▸ **Data supplied**:
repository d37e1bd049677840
use crate::layout::global_context::use_global_context;
use leptos::prelude::*;

#[component]
pub fn Left(children: Children) -> impl IntoView {
    let ctx = use_global_context();
    let is_open = move || ctx.left_open.get();

    view! {
        <div data-zone="left" class="left" class:hidden=move || !is_open()>
            {children()}
        </div>
    }
}
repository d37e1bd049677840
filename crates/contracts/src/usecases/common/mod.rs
//! Common types and traits for all use cases

pub mod usecase_metadata;
pub mod usecase_result;

// Re-exports
pub use usecase_metadata::UseCaseMetadata;
pub use usecase_result::{UseCaseError, UseCaseResult};
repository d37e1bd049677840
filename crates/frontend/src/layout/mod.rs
pub mod center;
pub mod global_context;
pub mod left;
pub mod top_header;

use leptos::prelude::*;
use top_header::TopHeader;

/// Main application shell.
///
/// ```text
/// +------------------------------+
/// |          TopHeader           |
/// +------------------------------+
/// |  Navbar   |     Content      |
/// |  (Left)   |    (Center)      |
/// +------------------------------+
/// ```
#[component]
pub fn Shell<L, C>(left: L, center: C) -> impl IntoView
where
    L: Fn() -> AnyView + 'static + Send,
    C: Fn() -> AnyView + 'static + Send,
{
    view! {
        <div class="app-layout">
            <TopHeader />

            <div class="app-body">
                // uses ctx.left_open for visibility
                <left::Left>
                    {left()}
                </left::Left>

                <div class="app-main">
                    <center::Center>
                        {center()}
                    </center::Center>
                </div>
            </div>
        </div>
    }
}
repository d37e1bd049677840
pub mod aggregate;

pub use aggregate::{Location, LocationDto};
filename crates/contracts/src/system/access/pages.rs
use crate::shared::EntityId;
use serde::{Deserialize, Serialize};
use std::collections::BTreeMap;

/// Top-level screens reachable from the navigation bar.
#[derive(Debug, Clone, Copy, PartialEq, Eq, Hash, PartialOrd, Ord, Serialize, Deserialize)]
#[serde(rename_all = "lowercase")]
pub enum PageKey {
    Dashboard,
    Task,
    Staff,
    Schedule,
    Locate,
    Documents,
    Reports,
    Messages,
    Settings,
}

impl PageKey {
    /// Canonical order, also used when picking a redirect target.
    pub const ORDER: [PageKey; 9] = [
        PageKey::Dashboard,
        PageKey::Task,
        PageKey::Staff,
        PageKey::Schedule,
        PageKey::Locate,
        PageKey::Documents,
        PageKey::Reports,
        PageKey::Messages,
        PageKey::Settings,
    ];

    pub fn code(&self) -> &'static str {
        match self {
            PageKey::Dashboard => "dashboard",
            PageKey::Task => "task",
            PageKey::Staff => "staff",
            PageKey::Schedule => "schedule",
            PageKey::Locate => "locate",
            PageKey::Documents => "documents",
            PageKey::Reports => "reports",
            PageKey::Messages => "messages",
            PageKey::Settings => "settings",
        }
    }

    /// Route segment; the message page keeps its historical name.
    pub fn route(&self) -> &'static str {
        match self {
            PageKey::Messages => "message-center",
            other => other.code(),
        }
    }

    pub fn display_name(&self) -> &'static str {
        match self {
            PageKey::Dashboard => "Dashboard",
            PageKey::Task => "Tasks",
            PageKey::Staff => "Staff",
            PageKey::Schedule => "Schedule",
            PageKey::Locate => "Locate",
            PageKey::Documents => "Documents",
            PageKey::Reports => "Reports",
            PageKey::Messages => "Messages",
            PageKey::Settings => "Settings",
        }
    }

    pub fn from_code(code: &str) -> Option<PageKey> {
        Self::ORDER.into_iter().find(|p| p.code() == code)
    }

    pub fn from_route(route: &str) -> Option<PageKey> {
        Self::ORDER.into_iter().find(|p| p.route() == route)
    }
}

/// One row of the page-visibility matrix. Missing flags read as hidden.
#[derive(Debug, Clone, Copy, PartialEq, Eq, Default, Serialize, Deserialize)]
#[serde(default)]
pub struct PageVisibility {
    pub dashboard: bool,
    pub task: bool,
    pub staff: bool,
    pub schedule: bool,
    pub locate: bool,
    pub documents: bool,
    pub reports: bool,
    pub messages: bool,
    pub settings: bool,
}

impl PageVisibility {
    pub fn all_visible() -> Self {
        let mut v = Self::default();
        for page in PageKey::ORDER {
            v.set(page, true);
        }
        v
    }

    pub fn only(pages: &[PageKey]) -> Self {
        let mut v = Self::default();
        for page in pages {
            v.set(*page, true);
        }
        v
    }

    pub fn get(&self, page: PageKey) -> bool {
        match page {
            PageKey::Dashboard => self.dashboard,
            PageKey::Task => self.task,
            PageKey::Staff => self.staff,
            PageKey::Schedule => self.schedule,
            PageKey::Locate => self.locate,
            PageKey::Documents => self.documents,
            PageKey::Reports => self.reports,
            PageKey::Messages => self.messages,
            PageKey::Settings => self.settings,
        }
    }

    pub fn set(&mut self, page: PageKey, visible: bool) {
        let slot = match page {
            PageKey::Dashboard => &mut self.dashboard,
            PageKey::Task => &mut self.task,
            PageKey::Staff => &mut self.staff,
            PageKey::Schedule => &mut self.schedule,
            PageKey::Locate => &mut self.locate,
            PageKey::Documents => &mut self.documents,
            PageKey::Reports => &mut self.reports,
            PageKey::Messages => &mut self.messages,
            PageKey::Settings => &mut self.settings,
        };
        *slot = visible;
    }

    pub fn visible_pages(&self) -> Vec<PageKey> {
        PageKey::ORDER.into_iter().filter(|p| self.get(*p)).collect()
    }
}

/// Role id -> page visibility, stored under `accessPagesV2`.
pub type PageMatrix = BTreeMap<EntityId, PageVisibility>;

pub fn seed_page_matrix() -> PageMatrix {
    let mut matrix = PageMatrix::new();
    matrix.insert(EntityId(1), PageVisibility::all_visible());
    matrix.insert(EntityId(2), PageVisibility::all_visible());
    matrix.insert(
        EntityId(3),
        PageVisibility::only(&[PageKey::Dashboard, PageKey::Task, PageKey::Locate, PageKey::Messages]),
    );
    matrix
}

#[cfg(test)]
mod tests {
    use super::*;

    #[test]
    fn test_message_route_alias() {
        assert_eq!(PageKey::Messages.route(), "message-center");
        assert_eq!(PageKey::from_route("message-center"), Some(PageKey::Messages));
        assert_eq!(PageKey::from_route("task"), Some(PageKey::Task));
    }

    #[test]
    fn test_missing_flags_are_hidden() {
        let v: PageVisibility = serde_json::from_str(r#"{"dashboard":true,"task":true}"#).unwrap();
        assert_eq!(v.visible_pages(), vec![PageKey::Dashboard, PageKey::Task]);
    }
}
use crate::domain::common::AggregateRoot;
use crate::shared::{EntityId, RecordStatus, StorageKey, ValidationError};
use serde::{Deserialize, Serialize};

/// Permission tier a role record maps to.
#[derive(Debug, Clone, Copy, PartialEq, Eq, Hash, Serialize, Deserialize)]
#[serde(rename_all = "snake_case")]
pub enum AccessLevel {
    SystemAdmin,
    Manager,
    Frontline,
}

impl AccessLevel {
    pub fn code(&self) -> &'static str {
        match self {
            AccessLevel::SystemAdmin => "system_admin",
            AccessLevel::Manager => "manager",
            AccessLevel::Frontline => "frontline",
        }
    }

    pub fn display_name(&self) -> &'static str {
        match self {
            AccessLevel::SystemAdmin => "System Admin",
            AccessLevel::Manager => "Manager",
            AccessLevel::Frontline => "Frontline",
        }
    }

    pub fn all() -> Vec<AccessLevel> {
        vec![AccessLevel::SystemAdmin, AccessLevel::Manager, AccessLevel::Frontline]
    }

    pub fn from_code(code: &str) -> Option<AccessLevel> {
        Self::all().into_iter().find(|l| l.code() == code)
    }
}

/// Named role row from `userRolesV2`.
#[derive(Debug, Clone, PartialEq, Serialize, Deserialize)]
#[serde(rename_all = "camelCase")]
pub struct Role {
    pub id: EntityId,
    pub name: String,
    #[serde(alias = "jobNature")]
    pub access_level: AccessLevel,
    #[serde(default)]
    pub status: RecordStatus,
    #[serde(default)]
    pub created_date: String,
}

/// Form state of the role editor
#[derive(Debug, Clone, PartialEq, Serialize, Deserialize)]
pub struct RoleDto {
    pub id: Option<EntityId>,
    pub name: String,
    pub access_level: AccessLevel,
    pub status: RecordStatus,
}

impl Default for RoleDto {
    fn default() -> Self {
        Self {
            id: None,
            name: String::new(),
            access_level: AccessLevel::Frontline,
            status: RecordStatus::Active,
        }
    }
}

impl From<&Role> for RoleDto {
    fn from(role: &Role) -> Self {
        Self {
            id: Some(role.id),
            name: role.name.clone(),
            access_level: role.access_level,
            status: role.status,
        }
    }
}

impl Role {
    /// Name lower-cased with whitespace runs collapsed to `_`
    /// ("System Admin" -> "system_admin").
    pub fn name_key(&self) -> String {
        self.name
            .split_whitespace()
            .collect::<Vec<_>>()
            .join("_")
            .to_lowercase()
    }

    pub fn from_dto(id: EntityId, dto: &RoleDto, created_date: String) -> Result<Self, ValidationError> {
        let mut role = Self {
            id,
            name: String::new(),
            access_level: dto.access_level,
            status: dto.status,
            created_date,
        };
        role.update(dto);
        role.validate()?;
        Ok(role)
    }

    pub fn update(&mut self, dto: &RoleDto) {
        self.name = dto.name.trim().to_string();
        self.access_level = dto.access_level;
        self.status = dto.status;
    }

    pub fn validate(&self) -> Result<(), ValidationError> {
        if self.name.trim().is_empty() {
            return Err(ValidationError::RequiredFields);
        }
        Ok(())
    }
}

impl AggregateRoot for Role {
    type Id = EntityId;

    fn id(&self) -> Self::Id {
        self.id
    }

    fn description(&self) -> &str {
        &self.name
    }

    fn aggregate_index() -> &'static str {
        "s001"
    }

    fn collection_name() -> &'static str {
        "user_role"
    }

    fn element_name() -> &'static str {
        "User Role"
    }

    fn list_name() -> &'static str {
        "User Roles"
    }

    fn storage_key() -> StorageKey {
        StorageKey::UserRoles
    }

    fn seed() -> Vec<Self> {
        let row = |id: u64, name: &str, level: AccessLevel| Role {
            id: EntityId(id),
            name: name.to_string(),
            access_level: level,
            status: RecordStatus::Active,
            created_date: "2024-01-01".to_string(),
        };
        vec![
            row(1, "System Admin", AccessLevel::SystemAdmin),
            row(2, "Manager", AccessLevel::Manager),
            row(3, "Frontline", AccessLevel::Frontline),
        ]
    }
}

#[cfg(test)]
mod tests {
    use super::*;

    #[test]
    fn test_name_key_normalises_whitespace() {
        let mut role = Role::seed().remove(0);
        role.name = "  Night   Shift Lead ".to_string();
        assert_eq!(role.name_key(), "night_shift_lead");
    }

    #[test]
    fn test_role_requires_name() {
        let dto = RoleDto {
            name: "   ".into(),
            ..Default::default()
        };
        assert_eq!(
            Role::from_dto(EntityId(9), &dto, String::new()).unwrap_err(),
            ValidationError::RequiredFields
        );
    }

    #[test]
    fn test_legacy_job_nature_field_is_read() {
        let role: Role = serde_json::from_str(
            r#"{"id":4,"name":"Supervisor","jobNature":"manager","status":"active","createdDate":"2024-02-01"}"#,
        )
        .unwrap();
        assert_eq!(role.access_level, AccessLevel::Manager);
    }
}
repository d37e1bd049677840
pub mod d001_summary;
use crate::shared::data::{or_report, Banner};
use crate::shared::modal::Modal;
use crate::shared::storage::BrowserStore;
use contracts::domain::a007_task_template::aggregate::load_inline_templates;
use contracts::domain::a007_task_template::TaskTemplate;
use leptos::prelude::*;

/// Quick templates saved from the task form, shown as cards.
#[component]
pub fn TemplatePicker(banner: Banner, on_pick: Callback<TaskTemplate>, on_close: Callback<()>) -> impl IntoView {
    let templates = or_report(banner, load_inline_templates(&BrowserStore), Vec::new);

    let cards = if templates.is_empty() {
        view! {
            <div class="empty-state">"No templates yet. Use \"Save as Template\" in the task form."</div>
        }
        .into_any()
    } else {
        view! {
            <div class="card-grid">
                {templates.into_iter().map(|t| {
                    let name = if t.name.is_empty() { "Untitled Task".to_string() } else { t.name.clone() };
                    let location = if t.location_display.is_empty() { "-".to_string() } else { t.location_display.clone() };
                    let summary = format!("{} / {}", t.category_label, t.subcategory_label);
                    let duration = format!("Duration: {}m", t.duration);
                    view! {
                        <div class="template-card" on:click=move |_| on_pick.run(t.clone())>
                            <div class="template-card__title">{name}</div>
                            <div class="template-card__line">{summary}</div>
                            <div class="template-card__line">{duration}</div>
                            <div class="template-card__line">{format!("Location: {}", location)}</div>
                        </div>
                    }
                }).collect_view()}
            </div>
        }
        .into_any()
    };

    view! {
        <Modal title="Choose a Template".to_string() on_close=on_close>
            {cards}
        </Modal>
    }
}
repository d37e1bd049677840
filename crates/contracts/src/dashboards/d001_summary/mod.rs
pub mod dto;

pub use dto::{DashboardPeriod, DashboardVariant, SummaryStat, TaskBreakdown, TaskSummary};
use crate::shared::data::load_list;
use crate::shared::form_fields::{form_error, status_field, text_field};
use crate::shared::list_state::ListState;
use crate::shared::modal::Modal;
use crate::system::auth::use_auth;
use contracts::domain::a002_staff::{Staff, StaffDto};
use contracts::domain::a004_contract::Contract;
use contracts::system::access::policy::assignable_staff_roles;
use contracts::system::auth::SessionRole;
use leptos::prelude::*;
use thaw::*;

#[component]
pub fn StaffForm(dto: StaffDto, state: ListState<Staff>, editing: RwSignal<Option<StaffDto>>) -> impl IntoView {
    let session = use_auth();
    let is_edit = dto.id.is_some();
    let form = RwSignal::new(dto);
    let error = RwSignal::new(None::<String>);
    let contracts: Vec<Contract> = load_list::<Contract>(error)
        .into_iter()
        .filter(|c| c.status.is_active())
        .collect();
    let mut roles = session.role_untracked().map(assignable_staff_roles).unwrap_or_default();
    // an edited member keeps a role the editor could not grant
    if let Some(current) = form.with_untracked(|f| f.role) {
        if !roles.contains(&current) {
            roles.push(current);
        }
    }

    let save = move |_| {
        let dto = form.get_untracked();
        let id = dto.id.unwrap_or_else(|| state.next_id());
        match Staff::from_dto(id, &dto) {
            Ok(staff) => {
                if state.upsert(staff) {
                    editing.set(None);
                }
            }
            Err(e) => error.set(Some(e.to_string())),
        }
    };

    view! {
        <Modal
            title=if is_edit { "Edit Staff".to_string() } else { "Add Staff".to_string() }
            on_close=Callback::new(move |_| editing.set(None))
        >
            {form_error(error)}
            {text_field(form, "Name *", |f| f.name.clone(), |f, v| f.name = v)}
            <div class="form__group">
                <label class="form__label">"Contract *"</label>
                <select
                    class="form__select"
                    prop:value=move || form.with(|f| f.contract.clone())
                    on:change=move |ev| form.update(|f| f.contract = event_target_value(&ev))
                >
                    <option value="">"Select contract"</option>
                    {contracts.iter().map(|c| view! {
                        <option value=c.number.clone()>{c.number.clone()}</option>
                    }).collect_view()}
                </select>
            </div>
            <div class="form__group">
                <label class="form__label">"Role *"</label>
                <select
                    class="form__select"
                    prop:value=move || form.with(|f| f.role.map(|r| r.code()).unwrap_or_default())
                    on:change=move |ev| {
                        let role = SessionRole::from_code(&event_target_value(&ev));
                        form.update(|f| f.role = role);
                    }
                >
                    <option value="">"Select role"</option>
                    {roles.into_iter().map(|r| view! {
                        <option value=r.code()>{r.display_name()}</option>
                    }).collect_view()}
                </select>
            </div>
            {text_field(form, "Team", |f| f.team.clone(), |f, v| f.team = v)}
            {status_field(form, |f| f.status, |f, v| f.status = v)}
            <div class="modal-footer">
                <Button appearance=ButtonAppearance::Secondary on_click=move |_| editing.set(None)>"Cancel"</Button>
                <Button appearance=ButtonAppearance::Primary on_click=save>"Save"</Button>
            </div>
        </Modal>
    }
}
use super::AggregateId;
use crate::shared::StorageKey;
use serde::{de::DeserializeOwned, Serialize};

/// Root of a stored collection.
///
/// Every aggregate is one element of a JSON array kept under
/// [`AggregateRoot::storage_key`].
pub trait AggregateRoot: Clone + Serialize + DeserializeOwned {
    /// Identifier type
    type Id: AggregateId;

    // ============================================================================
    // Instance data
    // ============================================================================

    fn id(&self) -> Self::Id;

    /// Name shown in lists and pickers
    fn description(&self) -> &str;

    // ============================================================================
    // Class metadata
    // ============================================================================

    /// Index of the aggregate, e.g. "a001"
    fn aggregate_index() -> &'static str;

    /// Collection name, e.g. "task"
    fn collection_name() -> &'static str;

    /// Singular UI name, e.g. "Task"
    fn element_name() -> &'static str;

    /// Plural UI name, e.g. "Tasks"
    fn list_name() -> &'static str;

    /// Key of the blob holding the collection
    fn storage_key() -> StorageKey;

    /// Records written when the collection is missing or empty
    fn seed() -> Vec<Self> {
        Vec::new()
    }

    // ============================================================================
    // Defaults
    // ============================================================================

    /// Full name, e.g. "a001_task"
    fn full_name() -> String {
        format!("{}_{}", Self::aggregate_index(), Self::collection_name())
    }
}
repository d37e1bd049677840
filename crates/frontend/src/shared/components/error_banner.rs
use leptos::prelude::*;

/// Dismissable error line shown above page content.
#[component]
pub fn ErrorBanner(banner: RwSignal<Option<String>>) -> impl IntoView {
    view! {
        {move || banner.get().map(|e| view! {
            <div class="warning-box warning-box--error">
                <span class="warning-box__icon">"⚠"</span>
                <span class="warning-box__text">{e}</span>
                <button class="warning-box__close" on:click=move |_| banner.set(None)>"×"</button>
            </div>
        })}
    }
}
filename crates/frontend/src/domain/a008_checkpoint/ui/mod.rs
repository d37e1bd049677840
mod list;

pub use list::CheckpointList;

▸ **Assignment**:
Everything from the first line of the listing above through the line holding "pub use usecase_metadata::UseCaseMetadata;" must be retyped exactly; nothing else belongs in the reply.

▸ **Response area**:
repository d37e1bd049677840
use crate::layout::global_context::use_global_context;
use leptos::prelude::*;

#[component]
pub fn Left(children: Children) -> impl IntoView {
    let ctx = use_global_context();
    let is_open = move || ctx.left_open.get();

    view! {
        <div data-zone="left" class="left" class:hidden=move || !is_open()>
            {children()}
        </div>
    }
}
repository d37e1bd049677840
filename crates/contracts/src/usecases/common/mod.rs
//! Common types and traits for all use cases

pub mod usecase_metadata;
pub mod usecase_result;

// Re-exports
pub use usecase_metadata::UseCaseMetadata;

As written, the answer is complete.